Warum ist die Effizienzgrenze wichtig?
Die Krümmung der Effizienzgrenze zeigt grafisch den Nutzen der Diversifikation und wie diese das Risiko-Ertrags-Profil eines Portfolios verbessern kann.
Was ist das optimale Portfolio?
Ein optimales Portfolio ist eines, das mit einem perfekten Gleichgewicht zwischen Risiko und Rendite gestaltet ist. Das optimale Portfolio versucht, Wertpapiere, die die größtmöglichen Renditen bieten, mit einem akzeptablen Risiko auszugleichen, oder die Wertpapiere mit dem geringsten Risiko bei einer bestimmten Rendite.
Wie wird die Effizienzgrenze konstruiert?
Die Effizienzgrenze bewertet Portfolios auf einer Koordinatenebene.
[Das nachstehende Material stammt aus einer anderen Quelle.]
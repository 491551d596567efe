//! Configuration management

use std::{
    collections::HashSet,
    env,
    net::SocketAddr,
    path::{Path, PathBuf},
    time::Duration,
};

use figment::{
    Figment,
    providers::{Env, Format, Yaml},
};
use regex::Regex;
use serde::{Deserialize, Serialize};
use url::Url;

use crate::{Error, Result};

/// Prefix for environment overrides (`BLOCKLIST_MIRROR_CROWDSEC_CONFIG__LAPI_KEY=...`)
pub const ENV_PREFIX: &str = "BLOCKLIST_MIRROR_";

/// Main configuration
#[derive(Debug, Clone, Serialize, Deserialize)]
#[serde(default)]
pub struct Config {
    /// Connection to the CrowdSec Local API
    pub crowdsec_config: LapiConfig,
    /// Blocklists published by the local server
    pub blocklists: Vec<BlocklistConfig>,
    /// Local bind address
    pub listen_uri: String,
    /// Optional TLS for the local listener
    pub tls: ListenerTlsConfig,
}

impl Default for Config {
    fn default() -> Self {
        Self {
            crowdsec_config: LapiConfig::default(),
            blocklists: vec![BlocklistConfig::default()],
            listen_uri: "127.0.0.1:41412".to_string(),
            tls: ListenerTlsConfig::default(),
        }
    }
}

/// Local API connection settings.
///
/// Optional string fields treat `""` as unset, so templates can ship
/// `cert_path: ""` without switching on certificate auth.
#[derive(Debug, Clone, Serialize, Deserialize)]
#[serde(default)]
pub struct LapiConfig {
    /// Authority URL; the `https` scheme turns on TLS
    pub lapi_url: String,
    /// Static API key (supports `${VAR}` expansion)
    pub lapi_key: Option<String>,
    /// Client certificate for mutual TLS (PEM)
    pub cert_path: Option<String>,
    /// Client private key for mutual TLS (PEM)
    pub key_path: Option<String>,
    /// CA bundle replacing the system roots when verifying the authority
    pub ca_cert_path: Option<String>,
    /// Skip server certificate verification entirely
    pub insecure_skip_verify: bool,
    /// Decision stream poll interval
    #[serde(with = "humantime_serde")]
    pub update_frequency: Duration,
    /// Bound on the first authenticated request
    #[serde(with = "humantime_serde")]
    pub startup_timeout: Duration,
    /// Keep only decisions whose scenario contains one of these
    pub include_scenarios_containing: Vec<String>,
    /// Drop decisions whose scenario contains one of these
    pub exclude_scenarios_containing: Vec<String>,
    /// Keep only decisions from these origins (`crowdsec`, `cscli`, `CAPI`, `lists`)
    pub only_include_decisions_from: Vec<String>,
    /// Decision scopes to mirror
    pub scopes: Vec<String>,
    /// Decision types to mirror
    pub supported_decisions_types: Vec<String>,
}

impl Default for LapiConfig {
    fn default() -> Self {
        Self {
            lapi_url: "http://127.0.0.1:8080/".to_string(),
            lapi_key: None,
            cert_path: None,
            key_path: None,
            ca_cert_path: None,
            insecure_skip_verify: false,
            update_frequency: Duration::from_secs(10),
            startup_timeout: Duration::from_secs(30),
            include_scenarios_containing: Vec::new(),
            exclude_scenarios_containing: Vec::new(),
            only_include_decisions_from: Vec::new(),
            scopes: vec!["ip".to_string(), "range".to_string()],
            supported_decisions_types: vec!["ban".to_string()],
        }
    }
}

fn non_empty(value: Option<&String>) -> Option<&str> {
    value.map(|s| s.trim()).filter(|s| !s.is_empty())
}

impl LapiConfig {
    /// API key, if one is configured
    #[must_use]
    pub fn api_key(&self) -> Option<&str> {
        non_empty(self.lapi_key.as_ref())
    }

    /// Client certificate path, if configured
    #[must_use]
    pub fn cert_path(&self) -> Option<&Path> {
        non_empty(self.cert_path.as_ref()).map(Path::new)
    }

    /// Client key path, if configured
    #[must_use]
    pub fn key_path(&self) -> Option<&Path> {
        non_empty(self.key_path.as_ref()).map(Path::new)
    }

    /// Custom CA bundle path, if configured
    #[must_use]
    pub fn ca_cert_path(&self) -> Option<&Path> {
        non_empty(self.ca_cert_path.as_ref()).map(Path::new)
    }

    /// Parsed authority URL, normalised to end with `/` so relative joins
    /// keep any path prefix.
    pub fn url(&self) -> Result<Url> {
        let raw = self.lapi_url.trim();
        let mut url = Url::parse(raw)
            .map_err(|e| Error::Config(format!("invalid lapi_url '{raw}': {e}")))?;
        match url.scheme() {
            "http" | "https" => {}
            other => {
                return Err(Error::Config(format!(
                    "unsupported lapi_url scheme '{other}' (expected http or https)"
                )));
            }
        }
        if url.host_str().is_none() {
            return Err(Error::Config(format!("lapi_url '{raw}' has no host")));
        }
        if !url.path().ends_with('/') {
            let path = format!("{}/", url.path());
            url.set_path(&path);
        }
        Ok(url)
    }

    fn validate(&self) -> Result<()> {
        self.url()?;

        match (self.cert_path(), self.key_path()) {
            (Some(_), None) => {
                return Err(Error::Config(
                    "cert_path is set but key_path is missing".to_string(),
                ));
            }
            (None, Some(_)) => {
                return Err(Error::Config(
                    "key_path is set but cert_path is missing".to_string(),
                ));
            }
            (None, None) if self.api_key().is_none() => {
                return Err(Error::Config(
                    "no authentication configured: set lapi_key or cert_path/key_path"
                        .to_string(),
                ));
            }
            _ => {}
        }

        if self.update_frequency.is_zero() {
            return Err(Error::Config("update_frequency must be positive".to_string()));
        }
        if self.startup_timeout.is_zero() {
            return Err(Error::Config("startup_timeout must be positive".to_string()));
        }
        if self.supported_decisions_types.is_empty() {
            return Err(Error::Config(
                "supported_decisions_types must not be empty".to_string(),
            ));
        }
        Ok(())
    }
}

/// One published blocklist
#[derive(Debug, Clone, Serialize, Deserialize)]
#[serde(default)]
pub struct BlocklistConfig {
    /// Output format
    pub format: BlocklistFormat,
    /// URL path, e.g. `/security/blocklist`
    pub endpoint: String,
    /// Access control for this endpoint
    pub authentication: EndpointAuthConfig,
}

impl Default for BlocklistConfig {
    fn default() -> Self {
        Self {
            format: BlocklistFormat::PlainText,
            endpoint: "/security/blocklist".to_string(),
            authentication: EndpointAuthConfig::default(),
        }
    }
}

/// Blocklist output format
#[derive(Debug, Clone, Copy, PartialEq, Eq, Serialize, Deserialize, Default)]
#[serde(rename_all = "snake_case")]
pub enum BlocklistFormat {
    /// One value per line
    #[default]
    PlainText,
    /// RouterOS address-list script
    Mikrotik,
}

/// Endpoint authentication settings
#[derive(Debug, Clone, Serialize, Deserialize, Default)]
#[serde(default)]
pub struct EndpointAuthConfig {
    /// Authentication type
    #[serde(rename = "type")]
    pub kind: EndpointAuthType,
    /// Basic auth user
    pub user: Option<String>,
    /// Basic auth password (supports `${VAR}` expansion)
    pub password: Option<String>,
    /// Addresses or CIDR ranges allowed by `ip_based`
    pub trusted_ips: Vec<String>,
}

/// Endpoint authentication type
#[derive(Debug, Clone, Copy, PartialEq, Eq, Serialize, Deserialize, Default)]
#[serde(rename_all = "snake_case")]
pub enum EndpointAuthType {
    /// Open endpoint
    #[default]
    None,
    /// HTTP basic auth
    Basic,
    /// Peer address allowlist
    IpBased,
}

/// TLS for the local listener
#[derive(Debug, Clone, Serialize, Deserialize, Default)]
#[serde(default)]
pub struct ListenerTlsConfig {
    /// PEM certificate chain
    pub cert_file: Option<String>,
    /// PEM private key
    pub key_file: Option<String>,
}

impl ListenerTlsConfig {
    /// Certificate and key paths when both are configured
    #[must_use]
    pub fn paths(&self) -> Option<(PathBuf, PathBuf)> {
        match (
            non_empty(self.cert_file.as_ref()),
            non_empty(self.key_file.as_ref()),
        ) {
            (Some(cert), Some(key)) => Some((PathBuf::from(cert), PathBuf::from(key))),
            _ => None,
        }
    }
}

impl Config {
    /// Load configuration from file and environment
    ///
    /// # Errors
    ///
    /// Returns an error if the config file does not exist, cannot be parsed,
    /// or fails validation.
    pub fn load(path: Option<&Path>) -> Result<Self> {
        let mut figment = Figment::new();

        if let Some(p) = path {
            if !p.exists() {
                return Err(Error::Config(format!(
                    "Config file not found: {}",
                    p.display()
                )));
            }
            figment = figment.merge(Yaml::file(p));
        }

        figment = figment.merge(Env::prefixed(ENV_PREFIX).split("__"));

        let mut config: Self = figment
            .extract()
            .map_err(|e| Error::Config(e.to_string()))?;

        config.expand_env_vars();
        config.validate()?;

        Ok(config)
    }

    /// Check invariants that serde cannot express
    ///
    /// # Errors
    ///
    /// Returns `Error::Config` describing the first problem found.
    pub fn validate(&self) -> Result<()> {
        self.crowdsec_config.validate()?;
        self.listen_addr()?;

        if self.blocklists.is_empty() {
            return Err(Error::Config("at least one blocklist is required".to_string()));
        }

        let mut seen = HashSet::new();
        for list in &self.blocklists {
            if !list.endpoint.starts_with('/') {
                return Err(Error::Config(format!(
                    "blocklist endpoint '{}' must start with '/'",
                    list.endpoint
                )));
            }
            if list.endpoint == "/health" {
                return Err(Error::Config(
                    "blocklist endpoint '/health' is reserved".to_string(),
                ));
            }
            if !seen.insert(list.endpoint.as_str()) {
                return Err(Error::Config(format!(
                    "duplicate blocklist endpoint '{}'",
                    list.endpoint
                )));
            }
            let auth = &list.authentication;
            match auth.kind {
                EndpointAuthType::Basic
                    if non_empty(auth.user.as_ref()).is_none()
                        || non_empty(auth.password.as_ref()).is_none() =>
                {
                    return Err(Error::Config(format!(
                        "blocklist '{}': basic auth needs user and password",
                        list.endpoint
                    )));
                }
                EndpointAuthType::IpBased if auth.trusted_ips.is_empty() => {
                    return Err(Error::Config(format!(
                        "blocklist '{}': ip_based auth needs trusted_ips",
                        list.endpoint
                    )));
                }
                _ => {}
            }
        }

        let tls = &self.tls;
        if tls.paths().is_none()
            && (non_empty(tls.cert_file.as_ref()).is_some()
                || non_empty(tls.key_file.as_ref()).is_some())
        {
            return Err(Error::Config(
                "tls needs both cert_file and key_file".to_string(),
            ));
        }

        Ok(())
    }

    /// Parsed local bind address
    pub fn listen_addr(&self) -> Result<SocketAddr> {
        self.listen_uri
            .parse()
            .map_err(|e| Error::Config(format!("invalid listen_uri '{}': {e}", self.listen_uri)))
    }

    /// Copy of this config with secrets masked, for display
    #[must_use]
    pub fn redacted(&self) -> Self {
        const MASK: &str = "********";
        let mut copy = self.clone();
        if copy.crowdsec_config.api_key().is_some() {
            copy.crowdsec_config.lapi_key = Some(MASK.to_string());
        }
        for list in &mut copy.blocklists {
            if list.authentication.password.is_some() {
                list.authentication.password = Some(MASK.to_string());
            }
        }
        copy
    }

    /// Expand `${VAR}` and `${VAR:-default}` in secret-bearing fields
    fn expand_env_vars(&mut self) {
        let re = Regex::new(r"\$\{([A-Za-z_][A-Za-z0-9_]*)(?::-([^}]*))?\}")
            .expect("static regex is valid");

        let lapi = &mut self.crowdsec_config;
        lapi.lapi_url = Self::expand_string(&re, &lapi.lapi_url);
        if let Some(key) = lapi.lapi_key.as_mut() {
            *key = Self::expand_string(&re, key);
        }
        for list in &mut self.blocklists {
            if let Some(password) = list.authentication.password.as_mut() {
                *password = Self::expand_string(&re, password);
            }
        }
    }

    /// Expand environment variables in a string
    fn expand_string(re: &Regex, value: &str) -> String {
        re.replace_all(value, |caps: &regex::Captures| {
            let var_name = &caps[1];
            let default = caps.get(2).map_or("", |m| m.as_str());
            env::var(var_name).unwrap_or_else(|_| default.to_string())
        })
        .into_owned()
    }
}

/// Duration serde accepting Go-style strings (`"1m30s"`, `"100ms"`, `"1h"`)
/// or bare seconds
pub mod humantime_serde {
    use std::time::Duration;

    use serde::{self, Deserialize, Deserializer, Serializer};

    use crate::decision::parse_go_duration;

    /// Parse a configured duration
    ///
    /// # Errors
    ///
    /// Returns a message for malformed, negative or out-of-range values.
    pub fn parse(value: &str) -> Result<Duration, String> {
        let s = value.trim();
        if !s.is_empty() && s.bytes().all(|b| b.is_ascii_digit()) {
            return s
                .parse::<u64>()
                .map(Duration::from_secs)
                .map_err(|e| format!("invalid duration '{value}': {e}"));
        }
        match parse_go_duration(s) {
            Ok(Some(duration)) => Ok(duration),
            Ok(None) => Err(format!("duration '{value}' must not be negative")),
            Err(e) => Err(e.to_string()),
        }
    }

    /// Serialize Duration to a human-readable string
    ///
    /// # Errors
    ///
    /// Returns a serialization error if the serializer fails.
    pub fn serialize<S>(duration: &Duration, serializer: S) -> Result<S::Ok, S::Error>
    where
        S: Serializer,
    {
        if duration.subsec_millis() == 0 {
            serializer.serialize_str(&format!("{}s", duration.as_secs()))
        } else {
            serializer.serialize_str(&format!("{}ms", duration.as_millis()))
        }
    }

    /// Deserialize a human-readable duration string
    ///
    /// # Errors
    ///
    /// Returns a deserialization error if the string cannot be parsed as a duration.
    pub fn deserialize<'de, D>(deserializer: D) -> Result<Duration, D::Error>
    where
        D: Deserializer<'de>,
    {
        let s = String::deserialize(deserializer)?;
        parse(&s).map_err(serde::de::Error::custom)
    }
}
Auf der x-Achse ist das Risiko aufgetragen, während die Rendite auf der y-Achse aufgetragen ist – die annualisierte Standardabweichung wird typischerweise zur Messung des Risikos verwendet, während die durchschnittliche jährliche Wachstumsrate (CAGR) für die Rendite verwendet wird.